### YOUR TASK:
Please give back, word for word, each line from the start of the entries through the one in which "document to mine." is found.

===

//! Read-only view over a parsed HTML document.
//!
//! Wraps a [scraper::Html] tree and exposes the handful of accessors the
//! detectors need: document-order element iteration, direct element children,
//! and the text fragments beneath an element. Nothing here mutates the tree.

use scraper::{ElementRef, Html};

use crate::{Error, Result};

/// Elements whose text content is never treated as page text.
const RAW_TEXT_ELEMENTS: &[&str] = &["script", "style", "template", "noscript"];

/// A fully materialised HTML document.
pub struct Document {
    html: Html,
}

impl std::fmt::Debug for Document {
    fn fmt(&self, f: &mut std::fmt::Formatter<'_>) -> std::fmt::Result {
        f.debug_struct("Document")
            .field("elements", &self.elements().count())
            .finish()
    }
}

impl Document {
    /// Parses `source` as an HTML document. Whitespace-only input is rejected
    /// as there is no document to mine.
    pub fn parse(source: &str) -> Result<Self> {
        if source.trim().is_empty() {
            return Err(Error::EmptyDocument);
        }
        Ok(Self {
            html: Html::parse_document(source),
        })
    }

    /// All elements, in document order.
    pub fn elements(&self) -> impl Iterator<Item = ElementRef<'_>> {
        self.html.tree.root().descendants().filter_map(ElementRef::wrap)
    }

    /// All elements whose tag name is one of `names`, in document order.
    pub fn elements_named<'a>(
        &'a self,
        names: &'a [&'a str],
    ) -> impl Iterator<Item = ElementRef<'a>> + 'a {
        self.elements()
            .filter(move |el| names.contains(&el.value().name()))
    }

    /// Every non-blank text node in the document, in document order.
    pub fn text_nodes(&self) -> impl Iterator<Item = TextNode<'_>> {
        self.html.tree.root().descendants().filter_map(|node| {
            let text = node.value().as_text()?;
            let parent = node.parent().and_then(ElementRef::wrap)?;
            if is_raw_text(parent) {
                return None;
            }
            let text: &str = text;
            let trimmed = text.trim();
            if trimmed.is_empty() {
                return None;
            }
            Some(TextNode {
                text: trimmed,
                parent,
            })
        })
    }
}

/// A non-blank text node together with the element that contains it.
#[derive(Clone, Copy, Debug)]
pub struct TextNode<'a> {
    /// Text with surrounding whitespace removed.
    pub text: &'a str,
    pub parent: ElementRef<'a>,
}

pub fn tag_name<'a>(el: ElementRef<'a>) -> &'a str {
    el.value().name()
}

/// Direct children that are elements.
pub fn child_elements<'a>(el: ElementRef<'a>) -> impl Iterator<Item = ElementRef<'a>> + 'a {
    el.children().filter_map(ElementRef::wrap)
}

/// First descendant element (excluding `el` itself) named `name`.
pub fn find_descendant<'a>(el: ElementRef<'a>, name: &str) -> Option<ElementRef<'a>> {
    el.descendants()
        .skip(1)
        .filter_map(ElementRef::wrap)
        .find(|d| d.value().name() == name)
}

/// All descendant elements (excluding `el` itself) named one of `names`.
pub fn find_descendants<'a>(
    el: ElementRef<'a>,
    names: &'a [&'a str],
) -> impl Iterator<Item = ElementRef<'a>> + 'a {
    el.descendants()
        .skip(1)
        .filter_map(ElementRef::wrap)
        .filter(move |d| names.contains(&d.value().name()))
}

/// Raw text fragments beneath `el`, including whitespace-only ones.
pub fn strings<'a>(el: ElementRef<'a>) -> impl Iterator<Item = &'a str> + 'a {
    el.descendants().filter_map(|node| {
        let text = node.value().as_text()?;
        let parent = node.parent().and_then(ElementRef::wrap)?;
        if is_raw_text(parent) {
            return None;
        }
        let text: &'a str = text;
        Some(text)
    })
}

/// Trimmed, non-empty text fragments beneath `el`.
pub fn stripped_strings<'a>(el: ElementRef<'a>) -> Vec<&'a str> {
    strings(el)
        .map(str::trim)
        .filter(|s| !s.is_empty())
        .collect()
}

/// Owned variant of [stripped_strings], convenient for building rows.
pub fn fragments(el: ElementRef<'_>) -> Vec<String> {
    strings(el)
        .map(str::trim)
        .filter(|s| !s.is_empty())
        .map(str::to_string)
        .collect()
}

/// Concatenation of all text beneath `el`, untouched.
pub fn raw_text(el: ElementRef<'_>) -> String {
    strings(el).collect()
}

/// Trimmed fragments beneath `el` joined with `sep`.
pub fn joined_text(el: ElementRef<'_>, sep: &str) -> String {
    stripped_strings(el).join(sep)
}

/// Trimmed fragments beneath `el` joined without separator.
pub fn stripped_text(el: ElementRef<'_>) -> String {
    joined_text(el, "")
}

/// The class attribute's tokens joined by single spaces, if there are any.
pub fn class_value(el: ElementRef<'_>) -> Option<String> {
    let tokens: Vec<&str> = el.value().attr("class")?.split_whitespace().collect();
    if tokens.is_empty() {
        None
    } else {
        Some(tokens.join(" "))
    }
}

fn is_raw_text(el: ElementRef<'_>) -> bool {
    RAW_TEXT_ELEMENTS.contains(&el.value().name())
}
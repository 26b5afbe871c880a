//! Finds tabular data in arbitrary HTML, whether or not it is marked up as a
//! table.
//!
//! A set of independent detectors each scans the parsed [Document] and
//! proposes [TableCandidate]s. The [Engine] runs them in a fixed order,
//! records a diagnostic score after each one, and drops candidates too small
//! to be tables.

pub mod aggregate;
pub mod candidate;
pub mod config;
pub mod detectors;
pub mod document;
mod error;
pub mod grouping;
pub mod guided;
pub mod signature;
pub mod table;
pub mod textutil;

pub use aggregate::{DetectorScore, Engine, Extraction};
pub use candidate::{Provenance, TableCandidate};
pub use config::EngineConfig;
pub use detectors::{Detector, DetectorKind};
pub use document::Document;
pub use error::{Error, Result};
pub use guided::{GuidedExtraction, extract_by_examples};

===

### OUTPUT OF THE TASK:
//! Read-only view over a parsed HTML document.
//!
//! Wraps a [scraper::Html] tree and exposes the handful of accessors the
//! detectors need: document-order element iteration, direct element children,
//! and the text fragments beneath an element. Nothing here mutates the tree.

use scraper::{ElementRef, Html};

use crate::{Error, Result};

/// Elements whose text content is never treated as page text.
const RAW_TEXT_ELEMENTS: &[&str] = &["script", "style", "template", "noscript"];

/// A fully materialised HTML document.
pub struct Document {
    html: Html,
}

impl std::fmt::Debug for Document {
    fn fmt(&self, f: &mut std::fmt::Formatter<'_>) -> std::fmt::Result {
        f.debug_struct("Document")
            .field("elements", &self.elements().count())
            .finish()
    }
}

impl Document {
    /// Parses `source` as an HTML document. Whitespace-only input is rejected
    /// as there is no document to mine.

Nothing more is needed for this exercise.